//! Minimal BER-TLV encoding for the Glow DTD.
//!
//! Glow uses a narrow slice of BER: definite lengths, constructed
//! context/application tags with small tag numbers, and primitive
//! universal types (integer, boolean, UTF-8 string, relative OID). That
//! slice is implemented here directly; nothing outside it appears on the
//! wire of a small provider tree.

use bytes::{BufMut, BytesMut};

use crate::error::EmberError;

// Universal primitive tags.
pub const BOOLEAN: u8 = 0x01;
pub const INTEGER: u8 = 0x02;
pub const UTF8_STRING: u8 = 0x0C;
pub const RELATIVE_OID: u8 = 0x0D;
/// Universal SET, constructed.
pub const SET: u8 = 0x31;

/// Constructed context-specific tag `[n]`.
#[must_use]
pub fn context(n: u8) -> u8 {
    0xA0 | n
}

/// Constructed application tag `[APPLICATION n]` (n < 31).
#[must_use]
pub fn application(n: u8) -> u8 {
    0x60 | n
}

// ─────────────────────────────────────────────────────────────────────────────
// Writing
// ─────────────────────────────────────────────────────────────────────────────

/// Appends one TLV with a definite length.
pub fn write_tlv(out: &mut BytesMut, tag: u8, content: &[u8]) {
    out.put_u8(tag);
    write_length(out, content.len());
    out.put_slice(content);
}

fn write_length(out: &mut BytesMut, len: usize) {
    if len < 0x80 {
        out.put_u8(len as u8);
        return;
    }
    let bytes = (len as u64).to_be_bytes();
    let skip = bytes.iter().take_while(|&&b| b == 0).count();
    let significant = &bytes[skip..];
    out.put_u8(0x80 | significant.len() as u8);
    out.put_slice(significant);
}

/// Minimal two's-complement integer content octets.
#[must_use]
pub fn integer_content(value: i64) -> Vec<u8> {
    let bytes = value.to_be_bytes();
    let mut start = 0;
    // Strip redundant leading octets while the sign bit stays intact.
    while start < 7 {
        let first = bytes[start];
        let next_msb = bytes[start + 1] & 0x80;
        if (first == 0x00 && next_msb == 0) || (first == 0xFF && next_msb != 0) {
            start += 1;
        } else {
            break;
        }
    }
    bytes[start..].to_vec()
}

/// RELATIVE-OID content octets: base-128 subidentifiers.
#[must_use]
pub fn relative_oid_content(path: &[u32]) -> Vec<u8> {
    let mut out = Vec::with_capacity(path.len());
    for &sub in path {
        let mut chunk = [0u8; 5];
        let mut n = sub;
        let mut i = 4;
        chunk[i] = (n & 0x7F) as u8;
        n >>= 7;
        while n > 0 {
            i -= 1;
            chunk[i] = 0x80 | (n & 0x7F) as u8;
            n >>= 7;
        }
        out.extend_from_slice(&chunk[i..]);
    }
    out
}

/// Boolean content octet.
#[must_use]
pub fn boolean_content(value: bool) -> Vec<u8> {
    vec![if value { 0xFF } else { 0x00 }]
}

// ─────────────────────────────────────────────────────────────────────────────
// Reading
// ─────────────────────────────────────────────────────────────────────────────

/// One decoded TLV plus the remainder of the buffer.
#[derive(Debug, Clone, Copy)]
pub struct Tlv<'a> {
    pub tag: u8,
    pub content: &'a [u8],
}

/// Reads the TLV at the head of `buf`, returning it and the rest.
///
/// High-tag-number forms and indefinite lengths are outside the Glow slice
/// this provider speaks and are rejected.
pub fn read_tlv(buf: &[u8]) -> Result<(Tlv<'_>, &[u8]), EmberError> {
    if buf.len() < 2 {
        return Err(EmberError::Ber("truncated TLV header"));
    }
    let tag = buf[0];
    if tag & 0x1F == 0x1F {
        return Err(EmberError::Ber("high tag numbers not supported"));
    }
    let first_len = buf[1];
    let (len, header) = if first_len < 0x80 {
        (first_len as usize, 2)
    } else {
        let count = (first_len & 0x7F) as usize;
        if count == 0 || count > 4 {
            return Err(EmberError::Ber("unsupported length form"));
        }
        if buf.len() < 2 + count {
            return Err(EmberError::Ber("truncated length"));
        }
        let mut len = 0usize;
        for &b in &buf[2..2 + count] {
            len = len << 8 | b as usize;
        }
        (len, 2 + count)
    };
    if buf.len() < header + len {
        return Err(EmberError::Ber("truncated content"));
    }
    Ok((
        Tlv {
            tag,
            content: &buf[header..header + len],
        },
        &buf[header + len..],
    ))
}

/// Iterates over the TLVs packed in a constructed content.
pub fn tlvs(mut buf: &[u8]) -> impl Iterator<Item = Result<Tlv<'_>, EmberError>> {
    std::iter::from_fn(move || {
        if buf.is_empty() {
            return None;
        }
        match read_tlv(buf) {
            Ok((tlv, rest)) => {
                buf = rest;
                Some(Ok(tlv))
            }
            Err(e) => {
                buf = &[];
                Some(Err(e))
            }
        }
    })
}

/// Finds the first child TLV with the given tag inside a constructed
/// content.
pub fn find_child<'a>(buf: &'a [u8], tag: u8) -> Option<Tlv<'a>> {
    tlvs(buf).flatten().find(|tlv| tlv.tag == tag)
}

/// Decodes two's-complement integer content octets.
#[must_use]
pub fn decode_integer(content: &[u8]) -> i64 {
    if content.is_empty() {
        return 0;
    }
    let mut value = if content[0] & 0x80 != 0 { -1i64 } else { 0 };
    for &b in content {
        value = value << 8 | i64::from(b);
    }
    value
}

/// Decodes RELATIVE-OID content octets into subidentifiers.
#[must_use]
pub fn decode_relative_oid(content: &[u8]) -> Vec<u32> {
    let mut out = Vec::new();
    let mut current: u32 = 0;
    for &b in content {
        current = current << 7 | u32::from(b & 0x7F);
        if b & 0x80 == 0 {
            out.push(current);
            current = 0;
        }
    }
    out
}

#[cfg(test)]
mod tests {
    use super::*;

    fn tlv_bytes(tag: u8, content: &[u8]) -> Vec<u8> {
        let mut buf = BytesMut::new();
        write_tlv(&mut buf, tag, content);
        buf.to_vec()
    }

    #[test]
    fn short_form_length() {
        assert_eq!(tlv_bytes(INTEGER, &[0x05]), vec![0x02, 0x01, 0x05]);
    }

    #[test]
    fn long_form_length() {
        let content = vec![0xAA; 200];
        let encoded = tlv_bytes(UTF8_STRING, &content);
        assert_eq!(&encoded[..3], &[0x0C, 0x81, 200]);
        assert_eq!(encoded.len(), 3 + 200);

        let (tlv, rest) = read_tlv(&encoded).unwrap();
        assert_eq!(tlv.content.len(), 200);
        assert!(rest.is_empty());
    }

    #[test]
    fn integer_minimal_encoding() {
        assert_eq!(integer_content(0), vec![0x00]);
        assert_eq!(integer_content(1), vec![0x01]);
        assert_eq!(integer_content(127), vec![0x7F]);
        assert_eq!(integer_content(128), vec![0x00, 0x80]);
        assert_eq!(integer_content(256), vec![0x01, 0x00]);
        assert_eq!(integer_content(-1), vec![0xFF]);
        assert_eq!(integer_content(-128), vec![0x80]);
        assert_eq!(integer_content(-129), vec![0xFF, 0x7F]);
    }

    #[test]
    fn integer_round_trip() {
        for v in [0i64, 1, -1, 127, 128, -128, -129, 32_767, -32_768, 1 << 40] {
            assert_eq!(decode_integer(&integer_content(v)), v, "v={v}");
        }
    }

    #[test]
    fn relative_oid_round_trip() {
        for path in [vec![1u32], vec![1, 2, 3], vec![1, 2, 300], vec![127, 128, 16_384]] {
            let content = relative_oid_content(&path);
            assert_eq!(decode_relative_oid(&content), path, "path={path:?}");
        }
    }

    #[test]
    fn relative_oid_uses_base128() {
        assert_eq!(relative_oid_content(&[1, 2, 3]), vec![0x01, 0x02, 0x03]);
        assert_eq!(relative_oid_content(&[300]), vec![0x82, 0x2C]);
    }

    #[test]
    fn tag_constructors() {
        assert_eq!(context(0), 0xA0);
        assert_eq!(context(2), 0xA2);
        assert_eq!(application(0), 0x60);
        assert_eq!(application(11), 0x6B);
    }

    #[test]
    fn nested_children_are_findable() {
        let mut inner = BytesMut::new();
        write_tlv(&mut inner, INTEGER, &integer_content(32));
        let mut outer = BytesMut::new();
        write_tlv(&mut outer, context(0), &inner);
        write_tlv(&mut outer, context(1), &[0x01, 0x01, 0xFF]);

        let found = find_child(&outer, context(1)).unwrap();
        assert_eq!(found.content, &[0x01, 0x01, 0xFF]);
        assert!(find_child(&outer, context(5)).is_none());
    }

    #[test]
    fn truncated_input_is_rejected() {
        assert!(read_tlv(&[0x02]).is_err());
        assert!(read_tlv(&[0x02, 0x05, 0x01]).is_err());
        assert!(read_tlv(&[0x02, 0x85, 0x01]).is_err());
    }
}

++++

- [Task brief] Reproduce only this range: the first line of the data above through the line with "relative OID). That", both included, exactly as written.

- [Your solution]
//! Minimal BER-TLV encoding for the Glow DTD.
//!
//! Glow uses a narrow slice of BER: definite lengths, constructed
//! context/application tags with small tag numbers, and primitive
//! universal types (integer, boolean, UTF-8 string, relative OID). That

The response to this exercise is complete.